Kornbluh, who is Jewish Insider’s national politics reporter, tweeted that he was shot in the head and kicked by crowd members during Wednesday night protests. He thanked “heroic police officers” for saving him.
Tischler called the reporter a “terrible and bad man” and said that Kornbluh had molested him the night before.
Kornbluh told CNN on Friday that Tischler’s account of the events was “inaccurate” and said it would be confirmed once the investigation is completed.
“I have shared my communications with him with the authorities and have faith in the process,” Kornbluh said.
New York Governor Andrew Cuomo last week instituted new anti-Covid 19 measures to try to stop the further expansion of hot spot clusters in Brooklyn, Queens and several New York suburbs.
Its executive order restricts gatherings in places of worship to 25% capacity or a maximum of 10 people in the “red zone” clusters, while those in the “orange zone” can handle up to 33% capacity with a maximum of 25 people. Places of worship in a “yellow zone”, meanwhile, can run up to 50%.
On Friday, Cuomo said such restrictions were not unprecedented.
“We have always attacked clusters. This cluster appears to be predominantly the ultra-Orthodox in Brooklyn and Queens,” Cuomo said. “This is not the first time the state has taken this action.”

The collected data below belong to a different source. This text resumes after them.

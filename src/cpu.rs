//! # CPU State and Execution
//!
//! The [`Cpu`] struct holds the 6502 register file and drives the
//! fetch-decode-execute cycle.
//!
//! ## CPU State
//!
//! - **Registers**: accumulator (A), index registers (X, Y)
//! - **Program counter** (PC): 16-bit address of the next instruction
//! - **Stack pointer** (SP): 8-bit offset into the stack page
//!   (0x0100-0x01FF)
//! - **Status register** (SR): one byte with named bits; bit 5 always
//!   reads 1
//! - **Cycle counter**: monotonically increasing count of emulated cycles
//!
//! ## Execution Model
//!
//! [`Cpu::step`] executes exactly one instruction. The driver fetches the
//! opcode, looks up its metadata, resolves the addressing mode, runs the
//! instruction's semantics, advances PC past the operands unless the
//! instruction controls PC itself, and adds the base cycles plus any
//! page-cross or branch penalty. [`Cpu::run_for_cycles`] repeats that
//! until a cycle budget is spent. After each instruction a pending IRQ
//! line on the bus is serviced when interrupts are enabled.

use bitflags::bitflags;
use log::{debug, trace};

use crate::addressing::{self, AddressingMode, Operand};
use crate::instructions::{
    alu, branches, control, flags, inc_dec, load_store, shifts, stack, transfer,
};
use crate::memory::MemoryBus;
use crate::opcodes::{Mnemonic, OPCODE_TABLE};
use crate::CpuError;

/// Base address of the hardware stack page.
pub const STACK_BASE: u16 = 0x0100;

/// NMI vector location (0xFFFA/0xFFFB).
pub const NMI_VECTOR: u16 = 0xFFFA;

/// Reset vector location (0xFFFC/0xFFFD); also the PC power-on value.
pub const RESET_VECTOR: u16 = 0xFFFC;

/// IRQ/BRK vector location (0xFFFE/0xFFFF).
pub const IRQ_VECTOR: u16 = 0xFFFE;

bitflags! {
    /// Processor status register, bit layout NV-BDIZC.
    ///
    /// Kept as a single byte so that PHP/PLP/RTI move it byte-exactly,
    /// including the Break and Unused quirks.
    #[derive(Debug, Clone, Copy, PartialEq, Eq)]
    pub struct Status: u8 {
        const CARRY             = 0b0000_0001;
        const ZERO              = 0b0000_0010;
        const INTERRUPT_DISABLE = 0b0000_0100;
        const DECIMAL           = 0b0000_1000;
        const BREAK             = 0b0001_0000;
        const UNUSED            = 0b0010_0000;
        const OVERFLOW          = 0b0100_0000;
        const NEGATIVE          = 0b1000_0000;
    }
}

But the restrictions exacerbated the tensions existing between the leaders of the city and some in the Orthodox Jewish community.
The Orthodox Jewish group Agudath Israel of America filed a lawsuit demanding a temporary restraining order blocking the new restrictions and arguing that Cuomo’s order “has a disproportionate impact on Orthodox Jewish services.”

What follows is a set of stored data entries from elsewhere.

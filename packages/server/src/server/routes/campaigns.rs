//! Campaign routes: submit a batch, poll status, download the export, and
//! fetch the sample template.

use axum::{
    extract::{Extension, Multipart, Path},
    http::{header, HeaderName, StatusCode},
    response::{IntoResponse, Response},
    Json,
};
use serde::Serialize;
use serde_json::json;
use uuid::Uuid;

use crate::domains::leads::{self, SAMPLE_TEMPLATE_CSV};
use crate::kernel::jobs::{JobSnapshot, JobStatus, JobStore, StoreError, SubmitError};
use crate::kernel::ServerDeps;

// =============================================================================
// API error surface
// =============================================================================

#[derive(Debug, thiserror::Error)]
pub enum ApiError {
    #[error("job not found")]
    NotFound,

    /// Download requested before the job finished; carries the live progress
    #[error("job is not finished")]
    NotReady(JobSnapshot),

    #[error("job failed: {0}")]
    JobFailed(String),

    #[error("batch contains no records")]
    EmptyBatch,

    #[error("invalid upload: {0}")]
    InvalidUpload(String),

    #[error(transparent)]
    Internal(#[from] anyhow::Error),
}

impl From<StoreError> for ApiError {
    fn from(err: StoreError) -> Self {
        ApiError::Internal(err.into())
    }
}

impl From<SubmitError> for ApiError {
    fn from(err: SubmitError) -> Self {
        match err {
            SubmitError::EmptyBatch => ApiError::EmptyBatch,
            SubmitError::Store(err) => ApiError::Internal(err.into()),
        }
    }
}

impl IntoResponse for ApiError {
    fn into_response(self) -> Response {
        match self {
            ApiError::NotFound => (
                StatusCode::NOT_FOUND,
                Json(json!({ "error": "job not found" })),
            )
                .into_response(),
            ApiError::NotReady(snapshot) => (
                StatusCode::CONFLICT,
                Json(json!({
                    "error": "job is not finished",
                    "status": snapshot.status,
                    "progress_percent": snapshot.progress_percent,
                    "processed": snapshot.processed,
                    "total": snapshot.total,
                })),
            )
                .into_response(),
            ApiError::JobFailed(message) => (
                StatusCode::CONFLICT,
                Json(json!({ "error": "job failed", "detail": message })),
            )
                .into_response(),
            ApiError::EmptyBatch => (
                StatusCode::UNPROCESSABLE_ENTITY,
                Json(json!({ "error": "batch contains no records" })),
            )
                .into_response(),
            ApiError::InvalidUpload(detail) => (
                StatusCode::UNPROCESSABLE_ENTITY,
                Json(json!({ "error": "invalid upload", "detail": detail })),
            )
                .into_response(),
            ApiError::Internal(err) => {
                tracing::error!(error = %err, "request failed");
                (
                    StatusCode::INTERNAL_SERVER_ERROR,
                    Json(json!({ "error": "internal error" })),
                )
                    .into_response()
            }
        }
    }
}

// =============================================================================
// Handlers
// =============================================================================

#[derive(Serialize)]
pub struct SubmitResponse {
    pub job_id: Uuid,
}

/// Accept a multipart CSV upload and start a personalization job.
pub async fn submit_handler(
    Extension(deps): Extension<ServerDeps>,
    mut multipart: Multipart,
) -> Result<(StatusCode, Json<SubmitResponse>), ApiError> {
    let mut upload: Option<Vec<u8>> = None;
    while let Some(field) = multipart
        .next_field()
        .await
        .map_err(|e| ApiError::InvalidUpload(e.to_string()))?
    {
        let bytes = field
            .bytes()
            .await
            .map_err(|e| ApiError::InvalidUpload(e.to_string()))?;
        upload = Some(bytes.to_vec());
        break;
    }

    let bytes = upload.ok_or_else(|| ApiError::InvalidUpload("no file in upload".to_string()))?;
    let records = leads::parse_batch(&bytes).map_err(|e| ApiError::InvalidUpload(e.to_string()))?;

    let job_id = deps.engine.create(records).await?;
    Ok((StatusCode::ACCEPTED, Json(SubmitResponse { job_id })))
}

/// Poll a job's progress.
pub async fn status_handler(
    Extension(deps): Extension<ServerDeps>,
    Path(job_id): Path<Uuid>,
) -> Result<Json<JobSnapshot>, ApiError> {
    let snapshot = deps.engine.snapshot(job_id).await?;
    snapshot.map(Json).ok_or(ApiError::NotFound)
}

/// Download the assembled export. Refuses anything but a completed job.
pub async fn download_handler(
    Extension(deps): Extension<ServerDeps>,
    Path(job_id): Path<Uuid>,
) -> Result<Response, ApiError> {
    let job = deps
        .job_store
        .get(job_id)
        .await?
        .ok_or(ApiError::NotFound)?;

    match job.status {
        JobStatus::Completed => {
            let artifact = job
                .artifact
                .clone()
                .ok_or_else(|| anyhow::anyhow!("completed job {} has no artifact", job.id))?;

            let headers = [
                (header::CONTENT_TYPE, "text/csv".to_string()),
                (
                    header::CONTENT_DISPOSITION,
                    format!("attachment; filename=\"personalized-leads-{}.csv\"", job.id),
                ),
                (
                    HeaderName::from_static("x-success-count"),
                    job.success_count().to_string(),
                ),
                (
                    HeaderName::from_static("x-error-count"),
                    job.error_count().to_string(),
                ),
            ];
            Ok((headers, artifact).into_response())
        }
        JobStatus::Failed => Err(ApiError::JobFailed(
            job.error.clone().unwrap_or_else(|| "unknown error".to_string()),
        )),
        JobStatus::Queued | JobStatus::Processing => Err(ApiError::NotReady(job.snapshot())),
    }
}

/// Static sample of the expected upload schema.
pub async fn template_handler() -> impl IntoResponse {
    (
        [
            (header::CONTENT_TYPE, "text/csv".to_string()),
            (
                header::CONTENT_DISPOSITION,
                "attachment; filename=\"leads-template.csv\"".to_string(),
            ),
        ],
        SAMPLE_TEMPLATE_CSV,
    )
}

But on Friday a federal judge ruled against the group.
“This ruling is disappointing to say the least,” said Rabbi Chaim Dovid Zwiebel, executive vice president of Agudath Israel. “Of course we understand the importance of taking precautionary measures against Covid-19, but there are ways to do this without totally disrupting our ability to use our shul.”

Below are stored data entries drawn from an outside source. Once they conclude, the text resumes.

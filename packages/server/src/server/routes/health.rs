use axum::{extract::Extension, http::StatusCode, Json};
use serde::Serialize;
use uuid::Uuid;

use crate::kernel::jobs::JobStore;
use crate::kernel::ServerDeps;

#[derive(Serialize)]
pub struct HealthResponse {
    status: String,
    job_store: JobStoreHealth,
}

#[derive(Serialize)]
pub struct JobStoreHealth {
    status: String,
    #[serde(skip_serializing_if = "Option::is_none")]
    error: Option<String>,
}

/// Health check endpoint
///
/// Probes the job store with a read and reports 200 OK when it responds,
/// 503 Service Unavailable otherwise.
pub async fn health_handler(
    Extension(deps): Extension<ServerDeps>,
) -> (StatusCode, Json<HealthResponse>) {
    let store_health = match tokio::time::timeout(
        std::time::Duration::from_secs(5),
        deps.job_store.get(Uuid::nil()),
    )
    .await
    {
        Ok(Ok(_)) => JobStoreHealth {
            status: "ok".to_string(),
            error: None,
        },
        Ok(Err(e)) => JobStoreHealth {
            status: "error".to_string(),
            error: Some(e.to_string()),
        },
        Err(_) => JobStoreHealth {
            status: "error".to_string(),
            error: Some("probe timeout (>5s)".to_string()),
        },
    };

    let is_healthy = store_health.status == "ok";
    let status_code = if is_healthy {
        StatusCode::OK
    } else {
        StatusCode::SERVICE_UNAVAILABLE
    };

    (
        status_code,
        Json(HealthResponse {
            status: if is_healthy { "healthy" } else { "unhealthy" }.to_string(),
            job_store: store_health,
        }),
    )
}
//! Record validation.
//!
//! Pure, never suspends. An invalid record is excluded from the fetch and
//! generate steps but still produces an error outcome, so job progress
//! advances for every submitted row.

use lazy_static::lazy_static;
use regex::Regex;
use url::Url;

use super::models::{LeadRecord, ValidatedLead};

lazy_static! {
    // local@domain shape; full RFC 5322 is not the goal
    static ref EMAIL_RE: Regex = Regex::new(r"^[^@\s]+@[^@\s]+\.[^@\s]+$").unwrap();
}

fn non_empty(value: &str) -> Option<String> {
    let trimmed = value.trim();
    if trimmed.is_empty() {
        None
    } else {
        Some(trimmed.to_string())
    }
}

fn is_absolute_http_url(value: &str) -> bool {
    Url::parse(value)
        .map(|u| matches!(u.scheme(), "http" | "https"))
        .unwrap_or(false)
}

/// Validate one record. Returns every violation, not just the first.
pub fn validate(record: &LeadRecord) -> Result<ValidatedLead, Vec<String>> {
    let mut violations = Vec::new();

    let first_name = non_empty(&record.first_name);
    if first_name.is_none() {
        violations.push("first name is required".to_string());
    }
    let last_name = non_empty(&record.last_name);
    if last_name.is_none() {
        violations.push("last name is required".to_string());
    }

    let email = record.email.as_deref().and_then(non_empty);
    if let Some(email) = &email {
        if !EMAIL_RE.is_match(email) {
            violations.push(format!("email '{}' is not a valid address", email));
        }
    }

    let profile_url = record.profile_url.as_deref().and_then(non_empty);
    if let Some(url) = &profile_url {
        if !is_absolute_http_url(url) {
            violations.push(format!("profile URL '{}' is not an absolute URL", url));
        }
    }

    if !violations.is_empty() {
        return Err(violations);
    }

    Ok(ValidatedLead {
        // Presence was checked above
        first_name: first_name.unwrap_or_default(),
        last_name: last_name.unwrap_or_default(),
        email,
        profile_url,
        company: record.company.as_deref().and_then(non_empty),
        title: record.title.as_deref().and_then(non_empty),
        location: record.location.as_deref().and_then(non_empty),
    })
}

Meanwhile, the New York Jewish Agenda – an organization that, according to its website, works to promote social justice and fight anti-Semitism – joined a group of Orthodox rabbis and Kornbluh on Friday in encouraging people in Covid-19 hotspot areas across the city to comply with health measures, according to a press release from the organization.
“Asking all of us to wear masks, observe social distances and avoid large congregation gatherings is not an anti-Semitic act on the part of our city and country in an attempt to save lives,” said NYJA co-founder Rabbi Sharon Kleinbaum. .
CNN’s Evan Simko-Bednarski contributed to this report.